# DATA FOR PROCESSING
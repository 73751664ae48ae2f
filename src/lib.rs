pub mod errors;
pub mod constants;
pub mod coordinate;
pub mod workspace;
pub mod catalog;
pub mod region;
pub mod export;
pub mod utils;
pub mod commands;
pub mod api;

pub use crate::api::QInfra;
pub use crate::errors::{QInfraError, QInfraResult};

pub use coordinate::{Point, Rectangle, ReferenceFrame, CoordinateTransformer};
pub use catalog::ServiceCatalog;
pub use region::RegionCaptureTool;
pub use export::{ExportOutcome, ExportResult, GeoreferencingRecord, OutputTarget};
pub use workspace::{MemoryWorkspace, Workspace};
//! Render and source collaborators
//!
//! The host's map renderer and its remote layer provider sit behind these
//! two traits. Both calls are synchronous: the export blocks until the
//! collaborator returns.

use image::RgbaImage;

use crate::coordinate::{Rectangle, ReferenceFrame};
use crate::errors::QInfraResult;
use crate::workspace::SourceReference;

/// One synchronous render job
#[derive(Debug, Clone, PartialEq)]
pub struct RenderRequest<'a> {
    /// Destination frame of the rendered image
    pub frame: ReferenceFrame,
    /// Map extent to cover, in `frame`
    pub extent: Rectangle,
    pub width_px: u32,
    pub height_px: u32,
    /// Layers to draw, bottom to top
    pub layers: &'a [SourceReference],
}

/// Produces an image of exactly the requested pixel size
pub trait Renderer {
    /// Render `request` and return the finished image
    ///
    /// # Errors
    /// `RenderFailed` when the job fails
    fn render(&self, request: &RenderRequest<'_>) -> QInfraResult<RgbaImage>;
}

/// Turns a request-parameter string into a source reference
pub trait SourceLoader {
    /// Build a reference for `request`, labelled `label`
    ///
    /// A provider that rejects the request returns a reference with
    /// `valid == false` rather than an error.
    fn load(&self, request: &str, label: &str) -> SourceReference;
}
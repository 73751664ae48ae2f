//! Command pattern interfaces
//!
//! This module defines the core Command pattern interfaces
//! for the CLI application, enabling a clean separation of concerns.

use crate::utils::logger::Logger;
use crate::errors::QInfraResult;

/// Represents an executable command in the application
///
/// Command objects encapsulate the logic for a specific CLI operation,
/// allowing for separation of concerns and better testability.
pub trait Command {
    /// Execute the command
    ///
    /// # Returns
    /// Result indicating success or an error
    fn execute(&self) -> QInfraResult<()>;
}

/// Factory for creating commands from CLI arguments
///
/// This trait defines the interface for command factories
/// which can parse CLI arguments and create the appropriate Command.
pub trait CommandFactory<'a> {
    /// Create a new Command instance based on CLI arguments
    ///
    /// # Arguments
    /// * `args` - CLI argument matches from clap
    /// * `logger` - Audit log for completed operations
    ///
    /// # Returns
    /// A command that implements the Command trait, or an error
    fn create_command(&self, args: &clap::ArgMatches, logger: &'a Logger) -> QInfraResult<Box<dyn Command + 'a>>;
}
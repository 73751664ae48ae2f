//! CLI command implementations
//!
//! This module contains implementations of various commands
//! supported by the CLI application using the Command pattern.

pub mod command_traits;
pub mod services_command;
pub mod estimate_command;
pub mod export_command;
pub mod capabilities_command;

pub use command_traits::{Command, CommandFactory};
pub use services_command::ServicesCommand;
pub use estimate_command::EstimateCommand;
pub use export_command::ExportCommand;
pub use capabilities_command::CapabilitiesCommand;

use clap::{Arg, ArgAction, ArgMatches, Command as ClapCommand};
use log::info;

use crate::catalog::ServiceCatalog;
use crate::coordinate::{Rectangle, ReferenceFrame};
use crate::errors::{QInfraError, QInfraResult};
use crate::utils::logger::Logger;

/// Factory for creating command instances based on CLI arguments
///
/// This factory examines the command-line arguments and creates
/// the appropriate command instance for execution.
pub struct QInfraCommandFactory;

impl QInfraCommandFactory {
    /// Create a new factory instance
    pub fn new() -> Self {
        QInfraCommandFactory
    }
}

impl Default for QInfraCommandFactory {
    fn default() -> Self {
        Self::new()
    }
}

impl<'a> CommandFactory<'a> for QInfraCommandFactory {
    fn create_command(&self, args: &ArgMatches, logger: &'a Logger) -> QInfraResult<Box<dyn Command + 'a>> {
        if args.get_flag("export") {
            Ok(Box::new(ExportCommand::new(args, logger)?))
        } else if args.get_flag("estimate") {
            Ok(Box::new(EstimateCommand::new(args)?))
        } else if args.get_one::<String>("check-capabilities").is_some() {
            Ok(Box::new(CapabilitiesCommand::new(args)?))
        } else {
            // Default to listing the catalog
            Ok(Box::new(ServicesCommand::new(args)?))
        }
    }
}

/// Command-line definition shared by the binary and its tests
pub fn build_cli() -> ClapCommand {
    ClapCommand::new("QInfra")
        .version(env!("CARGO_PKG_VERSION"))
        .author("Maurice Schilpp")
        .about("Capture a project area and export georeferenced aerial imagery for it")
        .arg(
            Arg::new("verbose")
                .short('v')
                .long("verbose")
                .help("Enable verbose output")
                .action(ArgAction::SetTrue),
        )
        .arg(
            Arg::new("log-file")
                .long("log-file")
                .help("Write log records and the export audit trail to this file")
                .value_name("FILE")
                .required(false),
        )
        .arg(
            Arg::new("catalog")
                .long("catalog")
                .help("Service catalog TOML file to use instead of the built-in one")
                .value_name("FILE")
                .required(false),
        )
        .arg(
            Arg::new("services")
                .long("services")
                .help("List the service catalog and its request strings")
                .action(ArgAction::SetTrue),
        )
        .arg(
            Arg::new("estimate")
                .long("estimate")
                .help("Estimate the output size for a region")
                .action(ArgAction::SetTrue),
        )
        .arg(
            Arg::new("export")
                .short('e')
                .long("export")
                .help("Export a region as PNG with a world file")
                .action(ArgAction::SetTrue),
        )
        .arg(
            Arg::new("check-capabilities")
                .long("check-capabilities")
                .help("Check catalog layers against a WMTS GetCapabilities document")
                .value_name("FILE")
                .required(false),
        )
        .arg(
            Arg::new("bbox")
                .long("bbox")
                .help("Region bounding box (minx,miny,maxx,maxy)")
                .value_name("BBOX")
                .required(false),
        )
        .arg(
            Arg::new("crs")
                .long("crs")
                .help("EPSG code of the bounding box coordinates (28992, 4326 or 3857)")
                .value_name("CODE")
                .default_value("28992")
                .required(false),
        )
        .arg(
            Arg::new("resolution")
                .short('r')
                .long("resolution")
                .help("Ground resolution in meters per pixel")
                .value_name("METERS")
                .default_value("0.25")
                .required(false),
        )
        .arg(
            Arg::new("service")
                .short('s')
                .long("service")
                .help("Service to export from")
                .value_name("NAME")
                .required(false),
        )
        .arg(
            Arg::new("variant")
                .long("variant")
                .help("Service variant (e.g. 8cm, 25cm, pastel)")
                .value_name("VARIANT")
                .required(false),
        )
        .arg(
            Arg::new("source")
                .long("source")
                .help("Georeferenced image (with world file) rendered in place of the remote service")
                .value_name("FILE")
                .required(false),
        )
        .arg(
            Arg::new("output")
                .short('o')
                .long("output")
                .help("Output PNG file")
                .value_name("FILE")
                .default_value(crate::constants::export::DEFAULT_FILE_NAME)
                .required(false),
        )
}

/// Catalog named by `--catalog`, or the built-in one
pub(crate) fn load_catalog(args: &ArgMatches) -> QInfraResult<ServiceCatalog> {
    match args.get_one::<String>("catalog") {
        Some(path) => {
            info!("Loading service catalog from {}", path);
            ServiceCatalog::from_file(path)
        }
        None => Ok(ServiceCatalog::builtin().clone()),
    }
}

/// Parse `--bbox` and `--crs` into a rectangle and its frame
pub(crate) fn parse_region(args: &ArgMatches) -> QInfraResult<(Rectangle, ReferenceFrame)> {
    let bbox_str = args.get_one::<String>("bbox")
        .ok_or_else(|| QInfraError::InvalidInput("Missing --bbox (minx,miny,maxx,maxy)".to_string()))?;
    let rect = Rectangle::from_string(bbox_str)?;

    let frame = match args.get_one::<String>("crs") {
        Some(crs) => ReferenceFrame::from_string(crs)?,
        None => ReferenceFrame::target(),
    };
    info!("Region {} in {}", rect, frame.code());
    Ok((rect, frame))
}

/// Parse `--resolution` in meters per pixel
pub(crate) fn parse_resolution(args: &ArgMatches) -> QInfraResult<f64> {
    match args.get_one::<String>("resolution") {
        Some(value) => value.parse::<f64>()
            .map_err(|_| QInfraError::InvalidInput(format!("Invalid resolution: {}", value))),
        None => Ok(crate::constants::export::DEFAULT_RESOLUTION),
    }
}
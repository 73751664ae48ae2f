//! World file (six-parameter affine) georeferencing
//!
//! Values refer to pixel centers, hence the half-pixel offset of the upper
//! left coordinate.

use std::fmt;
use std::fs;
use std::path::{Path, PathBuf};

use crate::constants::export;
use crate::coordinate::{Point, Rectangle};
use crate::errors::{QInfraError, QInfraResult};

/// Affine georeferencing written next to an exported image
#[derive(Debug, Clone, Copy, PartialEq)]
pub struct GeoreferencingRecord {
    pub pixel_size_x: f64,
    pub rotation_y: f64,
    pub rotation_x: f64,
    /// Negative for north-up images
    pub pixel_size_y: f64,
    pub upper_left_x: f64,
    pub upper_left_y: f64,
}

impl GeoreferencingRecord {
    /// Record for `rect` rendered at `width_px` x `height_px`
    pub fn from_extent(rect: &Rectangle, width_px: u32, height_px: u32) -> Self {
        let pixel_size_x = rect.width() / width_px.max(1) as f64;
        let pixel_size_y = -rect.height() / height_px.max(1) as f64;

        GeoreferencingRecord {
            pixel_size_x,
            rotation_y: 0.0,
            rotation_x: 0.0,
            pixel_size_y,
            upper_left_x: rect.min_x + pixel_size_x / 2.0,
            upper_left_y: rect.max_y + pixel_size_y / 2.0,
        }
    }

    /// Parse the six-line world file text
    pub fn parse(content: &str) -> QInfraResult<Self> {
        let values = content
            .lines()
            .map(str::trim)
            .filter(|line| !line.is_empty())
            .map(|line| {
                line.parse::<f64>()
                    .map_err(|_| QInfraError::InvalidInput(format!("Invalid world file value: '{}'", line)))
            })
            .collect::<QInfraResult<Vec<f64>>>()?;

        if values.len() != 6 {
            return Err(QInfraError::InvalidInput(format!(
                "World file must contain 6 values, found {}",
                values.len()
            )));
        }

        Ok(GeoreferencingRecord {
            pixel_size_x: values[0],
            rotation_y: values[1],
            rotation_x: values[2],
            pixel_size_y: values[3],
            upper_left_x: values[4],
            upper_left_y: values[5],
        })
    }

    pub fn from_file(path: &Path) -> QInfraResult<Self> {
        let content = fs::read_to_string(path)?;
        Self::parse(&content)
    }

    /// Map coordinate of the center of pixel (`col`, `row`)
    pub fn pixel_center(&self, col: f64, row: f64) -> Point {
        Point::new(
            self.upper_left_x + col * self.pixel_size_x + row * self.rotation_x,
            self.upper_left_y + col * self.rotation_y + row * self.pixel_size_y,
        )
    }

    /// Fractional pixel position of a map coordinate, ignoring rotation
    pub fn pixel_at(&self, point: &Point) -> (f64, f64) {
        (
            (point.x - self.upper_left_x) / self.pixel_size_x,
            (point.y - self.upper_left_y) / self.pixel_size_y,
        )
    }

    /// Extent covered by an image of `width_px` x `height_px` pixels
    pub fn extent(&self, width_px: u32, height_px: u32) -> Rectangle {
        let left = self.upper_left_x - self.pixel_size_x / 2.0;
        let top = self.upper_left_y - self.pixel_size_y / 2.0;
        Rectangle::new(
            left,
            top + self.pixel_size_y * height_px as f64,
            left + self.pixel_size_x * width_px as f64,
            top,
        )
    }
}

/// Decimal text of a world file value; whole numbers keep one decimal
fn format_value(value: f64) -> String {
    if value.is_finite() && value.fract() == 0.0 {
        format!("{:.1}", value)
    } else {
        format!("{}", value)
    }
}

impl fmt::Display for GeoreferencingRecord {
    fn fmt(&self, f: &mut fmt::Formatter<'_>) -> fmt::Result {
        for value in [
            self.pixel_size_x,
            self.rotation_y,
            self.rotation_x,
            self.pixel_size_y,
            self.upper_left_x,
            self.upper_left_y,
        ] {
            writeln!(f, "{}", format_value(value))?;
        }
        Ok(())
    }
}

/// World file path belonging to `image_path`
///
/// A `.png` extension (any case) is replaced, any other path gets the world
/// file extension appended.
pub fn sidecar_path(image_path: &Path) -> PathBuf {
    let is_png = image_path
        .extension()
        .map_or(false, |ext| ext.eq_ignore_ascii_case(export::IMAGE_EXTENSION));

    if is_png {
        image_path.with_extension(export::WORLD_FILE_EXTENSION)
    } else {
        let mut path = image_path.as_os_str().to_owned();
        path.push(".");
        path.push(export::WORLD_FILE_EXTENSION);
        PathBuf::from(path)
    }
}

# EXERCISE INSTRUCTIONS
In the data above, which lines include "pattern"? Return those lines.

# SOLUTION FOR THIS EXERCISE
//! Command pattern interfaces
//! This module defines the core Command pattern interfaces
//! supported by the CLI application using the Command pattern.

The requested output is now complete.